» ABOUT THIS EXERCISE: Look through the data below and, wherever a line carries the word "DeserializeOwned", please copy that line.

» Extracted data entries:
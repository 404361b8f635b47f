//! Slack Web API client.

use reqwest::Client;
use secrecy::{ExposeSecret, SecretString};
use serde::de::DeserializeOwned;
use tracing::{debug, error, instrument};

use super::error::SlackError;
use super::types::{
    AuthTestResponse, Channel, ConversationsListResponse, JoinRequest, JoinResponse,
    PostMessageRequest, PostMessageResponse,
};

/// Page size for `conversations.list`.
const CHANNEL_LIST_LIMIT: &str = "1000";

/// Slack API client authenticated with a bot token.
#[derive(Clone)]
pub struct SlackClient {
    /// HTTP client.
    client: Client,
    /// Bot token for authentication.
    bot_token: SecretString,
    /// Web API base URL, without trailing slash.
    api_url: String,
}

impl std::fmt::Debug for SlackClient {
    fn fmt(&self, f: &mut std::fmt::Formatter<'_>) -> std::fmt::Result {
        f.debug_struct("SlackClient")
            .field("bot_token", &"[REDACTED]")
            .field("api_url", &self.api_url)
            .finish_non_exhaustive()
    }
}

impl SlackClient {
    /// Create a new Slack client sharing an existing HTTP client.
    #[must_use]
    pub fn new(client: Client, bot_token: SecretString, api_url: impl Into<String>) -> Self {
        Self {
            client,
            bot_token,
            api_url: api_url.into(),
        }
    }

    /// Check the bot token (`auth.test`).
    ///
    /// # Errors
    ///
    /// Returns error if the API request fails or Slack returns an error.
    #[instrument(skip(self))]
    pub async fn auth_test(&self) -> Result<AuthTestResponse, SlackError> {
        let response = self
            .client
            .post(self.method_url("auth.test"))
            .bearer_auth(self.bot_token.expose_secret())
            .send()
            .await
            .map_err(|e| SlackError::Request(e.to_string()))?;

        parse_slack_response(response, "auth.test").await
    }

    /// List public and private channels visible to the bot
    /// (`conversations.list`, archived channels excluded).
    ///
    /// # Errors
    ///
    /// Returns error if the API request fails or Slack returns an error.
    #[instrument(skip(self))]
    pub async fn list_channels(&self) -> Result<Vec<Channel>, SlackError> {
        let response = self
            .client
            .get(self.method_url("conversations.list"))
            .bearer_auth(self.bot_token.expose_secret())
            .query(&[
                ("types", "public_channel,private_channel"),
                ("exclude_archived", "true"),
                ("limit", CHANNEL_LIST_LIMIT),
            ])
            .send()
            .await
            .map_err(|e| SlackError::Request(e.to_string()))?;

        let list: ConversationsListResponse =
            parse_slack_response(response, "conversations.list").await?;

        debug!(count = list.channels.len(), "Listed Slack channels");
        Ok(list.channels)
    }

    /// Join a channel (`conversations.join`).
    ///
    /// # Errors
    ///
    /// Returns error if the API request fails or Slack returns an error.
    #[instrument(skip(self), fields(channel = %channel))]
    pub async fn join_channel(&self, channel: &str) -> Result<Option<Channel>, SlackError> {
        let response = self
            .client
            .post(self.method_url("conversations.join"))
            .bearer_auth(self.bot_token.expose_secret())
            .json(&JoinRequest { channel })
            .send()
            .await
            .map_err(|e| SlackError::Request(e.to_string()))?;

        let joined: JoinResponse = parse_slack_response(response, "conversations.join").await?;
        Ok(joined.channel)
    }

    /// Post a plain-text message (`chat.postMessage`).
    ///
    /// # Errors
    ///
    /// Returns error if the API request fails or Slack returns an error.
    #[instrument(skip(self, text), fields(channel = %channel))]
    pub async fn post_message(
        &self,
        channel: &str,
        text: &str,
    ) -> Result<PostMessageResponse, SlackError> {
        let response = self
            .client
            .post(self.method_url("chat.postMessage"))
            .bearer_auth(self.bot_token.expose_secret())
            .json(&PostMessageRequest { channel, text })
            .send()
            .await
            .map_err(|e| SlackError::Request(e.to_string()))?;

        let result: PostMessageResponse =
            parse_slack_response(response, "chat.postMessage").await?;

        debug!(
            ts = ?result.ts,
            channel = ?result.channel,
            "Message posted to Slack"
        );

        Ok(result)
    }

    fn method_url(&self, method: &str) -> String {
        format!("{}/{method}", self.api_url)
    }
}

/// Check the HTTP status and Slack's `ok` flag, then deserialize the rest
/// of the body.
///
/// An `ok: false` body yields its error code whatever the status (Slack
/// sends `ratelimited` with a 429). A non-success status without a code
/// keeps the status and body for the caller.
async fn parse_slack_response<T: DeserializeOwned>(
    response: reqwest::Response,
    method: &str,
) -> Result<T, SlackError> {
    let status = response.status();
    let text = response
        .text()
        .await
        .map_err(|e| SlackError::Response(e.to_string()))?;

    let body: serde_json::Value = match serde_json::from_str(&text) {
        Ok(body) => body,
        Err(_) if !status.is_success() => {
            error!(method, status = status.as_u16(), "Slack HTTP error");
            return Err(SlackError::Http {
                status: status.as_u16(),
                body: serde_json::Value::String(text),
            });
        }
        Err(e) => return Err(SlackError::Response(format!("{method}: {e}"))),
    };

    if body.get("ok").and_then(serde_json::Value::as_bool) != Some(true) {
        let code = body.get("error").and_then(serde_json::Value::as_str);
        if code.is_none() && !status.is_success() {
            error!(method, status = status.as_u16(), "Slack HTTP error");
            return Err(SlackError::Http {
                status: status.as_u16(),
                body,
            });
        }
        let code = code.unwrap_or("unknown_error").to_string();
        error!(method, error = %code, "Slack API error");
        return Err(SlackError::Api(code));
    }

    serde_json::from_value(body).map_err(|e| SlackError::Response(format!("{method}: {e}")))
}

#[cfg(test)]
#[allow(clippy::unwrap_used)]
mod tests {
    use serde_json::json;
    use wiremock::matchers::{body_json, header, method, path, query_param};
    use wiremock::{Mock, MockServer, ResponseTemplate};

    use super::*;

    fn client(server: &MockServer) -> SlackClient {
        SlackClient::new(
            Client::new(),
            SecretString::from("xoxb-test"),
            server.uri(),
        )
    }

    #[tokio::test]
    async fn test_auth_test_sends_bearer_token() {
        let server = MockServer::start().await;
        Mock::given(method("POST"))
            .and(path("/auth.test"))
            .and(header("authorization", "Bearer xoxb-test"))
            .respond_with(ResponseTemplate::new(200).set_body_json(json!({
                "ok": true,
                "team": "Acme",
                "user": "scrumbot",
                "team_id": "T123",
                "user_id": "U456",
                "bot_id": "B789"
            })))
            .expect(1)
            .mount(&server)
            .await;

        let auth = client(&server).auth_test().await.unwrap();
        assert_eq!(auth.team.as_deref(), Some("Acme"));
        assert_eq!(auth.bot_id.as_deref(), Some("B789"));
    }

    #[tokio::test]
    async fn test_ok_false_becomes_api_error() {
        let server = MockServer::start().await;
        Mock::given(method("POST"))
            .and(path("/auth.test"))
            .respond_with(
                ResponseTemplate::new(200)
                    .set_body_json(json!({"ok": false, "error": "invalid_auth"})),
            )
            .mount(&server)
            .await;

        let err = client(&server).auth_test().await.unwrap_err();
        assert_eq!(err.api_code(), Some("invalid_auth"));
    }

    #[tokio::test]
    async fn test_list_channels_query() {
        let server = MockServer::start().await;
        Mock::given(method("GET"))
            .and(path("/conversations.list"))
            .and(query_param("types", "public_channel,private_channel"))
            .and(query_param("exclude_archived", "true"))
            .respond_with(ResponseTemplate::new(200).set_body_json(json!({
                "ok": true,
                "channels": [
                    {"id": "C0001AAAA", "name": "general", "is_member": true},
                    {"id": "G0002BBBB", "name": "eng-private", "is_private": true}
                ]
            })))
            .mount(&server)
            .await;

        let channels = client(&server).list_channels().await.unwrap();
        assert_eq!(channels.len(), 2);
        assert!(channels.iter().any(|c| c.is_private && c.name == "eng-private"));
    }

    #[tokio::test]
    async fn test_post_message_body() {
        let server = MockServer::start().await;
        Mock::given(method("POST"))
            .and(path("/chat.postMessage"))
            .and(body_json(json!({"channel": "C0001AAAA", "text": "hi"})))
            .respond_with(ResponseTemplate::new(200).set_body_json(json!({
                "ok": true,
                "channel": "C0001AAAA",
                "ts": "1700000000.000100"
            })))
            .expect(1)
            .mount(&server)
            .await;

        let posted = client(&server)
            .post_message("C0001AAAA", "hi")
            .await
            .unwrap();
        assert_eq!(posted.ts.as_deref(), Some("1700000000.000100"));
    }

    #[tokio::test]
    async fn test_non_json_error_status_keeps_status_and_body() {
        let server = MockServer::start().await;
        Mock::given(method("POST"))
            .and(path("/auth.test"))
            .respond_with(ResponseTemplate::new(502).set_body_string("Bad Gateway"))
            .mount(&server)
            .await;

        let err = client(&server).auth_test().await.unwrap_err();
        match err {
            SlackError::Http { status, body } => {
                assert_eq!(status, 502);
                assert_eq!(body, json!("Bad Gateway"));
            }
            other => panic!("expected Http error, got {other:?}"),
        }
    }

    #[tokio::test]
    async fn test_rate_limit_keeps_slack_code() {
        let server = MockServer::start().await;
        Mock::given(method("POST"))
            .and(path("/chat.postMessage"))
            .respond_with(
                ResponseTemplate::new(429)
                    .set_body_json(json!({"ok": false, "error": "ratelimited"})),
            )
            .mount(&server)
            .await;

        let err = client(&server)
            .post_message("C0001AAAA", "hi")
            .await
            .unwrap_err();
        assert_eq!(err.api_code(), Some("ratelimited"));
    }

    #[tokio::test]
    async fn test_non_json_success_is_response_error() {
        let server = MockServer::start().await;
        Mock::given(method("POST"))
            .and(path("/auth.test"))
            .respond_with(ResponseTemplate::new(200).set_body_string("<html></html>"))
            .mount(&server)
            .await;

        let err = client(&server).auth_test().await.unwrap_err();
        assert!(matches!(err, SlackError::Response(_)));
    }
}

» RESPONSE:
use serde::de::DeserializeOwned;
async fn parse_slack_response<T: DeserializeOwned>(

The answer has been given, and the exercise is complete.